### Work to be completed
The lines below that include the word "filters" are to be reported.

### Listed entries
· · · · ·
//! Filtered, ordered reads over one collection.

use std::cmp::Ordering;

use serde_json::Value;

use lumagram_shared::Fields;

use crate::document::Document;
use crate::path::CollectionRef;

/// Sort direction of an order-by clause.
#[derive(Debug, Clone, Copy, PartialEq, Eq)]
pub enum Direction {
    Ascending,
    Descending,
}

#[derive(Debug, Clone)]
struct FieldFilter {
    field: String,
    equals: Value,
}

#[derive(Debug, Clone)]
struct OrderBy {
    field: String,
    direction: Direction,
}

/// A query over a single collection: equality filters plus an optional
/// order-by clause.
#[derive(Debug, Clone)]
pub struct Query {
    collection: CollectionRef,
    filters: Vec<FieldFilter>,
    order_by: Option<OrderBy>,
}

impl Query {
    pub fn collection(collection: CollectionRef) -> Self {
        Self {
            collection,
            filters: Vec::new(),
            order_by: None,
        }
    }

    /// Keeps only documents whose field equals the value exactly.
    pub fn where_eq(mut self, field: &str, value: impl Into<Value>) -> Self {
        self.filters.push(FieldFilter {
            field: field.to_owned(),
            equals: value.into(),
        });
        self
    }

    /// Orders results by a field.  Documents missing the field sort as JSON
    /// null, which ranks below every other value.
    pub fn order_by(mut self, field: &str, direction: Direction) -> Self {
        self.order_by = Some(OrderBy {
            field: field.to_owned(),
            direction,
        });
        self
    }

    pub fn collection_ref(&self) -> &CollectionRef {
        &self.collection
    }

    /// Whether a document of this query's collection passes every filter.
    pub fn matches(&self, fields: &Fields) -> bool {
        self.filters
            .iter()
            .all(|filter| fields.get(&filter.field).unwrap_or(&Value::Null) == &filter.equals)
    }

    /// Applies the order-by clause in place.  The sort is stable, so ties
    /// keep the backend's path order.
    pub fn sort(&self, docs: &mut [Document]) {
        let Some(order) = &self.order_by else {
            return;
        };
        docs.sort_by(|a, b| {
            let left = a.fields.get(&order.field).unwrap_or(&Value::Null);
            let right = b.fields.get(&order.field).unwrap_or(&Value::Null);
            match order.direction {
                Direction::Ascending => compare_values(left, right),
                Direction::Descending => compare_values(left, right).reverse(),
            }
        });
    }
}

/// Deterministic order across JSON values:
/// null < bool < number < string < array < object.
fn compare_values(a: &Value, b: &Value) -> Ordering {
    fn rank(v: &Value) -> u8 {
        match v {
            Value::Null => 0,
            Value::Bool(_) => 1,
            Value::Number(_) => 2,
            Value::String(_) => 3,
            Value::Array(_) => 4,
            Value::Object(_) => 5,
        }
    }

    match (a, b) {
        (Value::Bool(x), Value::Bool(y)) => x.cmp(y),
        (Value::Number(x), Value::Number(y)) => {
            let x = x.as_f64().unwrap_or(f64::NAN);
            let y = y.as_f64().unwrap_or(f64::NAN);
            x.partial_cmp(&y).unwrap_or(Ordering::Equal)
        }
        (Value::String(x), Value::String(y)) => x.cmp(y),
        (Value::Array(x), Value::Array(y)) => {
            for (xv, yv) in x.iter().zip(y.iter()) {
                let ord = compare_values(xv, yv);
                if ord != Ordering::Equal {
                    return ord;
                }
            }
            x.len().cmp(&y.len())
        }
        (Value::Object(x), Value::Object(y)) => x.len().cmp(&y.len()),
        _ => rank(a).cmp(&rank(b)),
    }
}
· · · · ·
### Completed exercise
/// A query over a single collection: equality filters plus an optional
    filters: Vec<FieldFilter>,
            filters: Vec::new(),
        self.filters.push(FieldFilter {
        self.filters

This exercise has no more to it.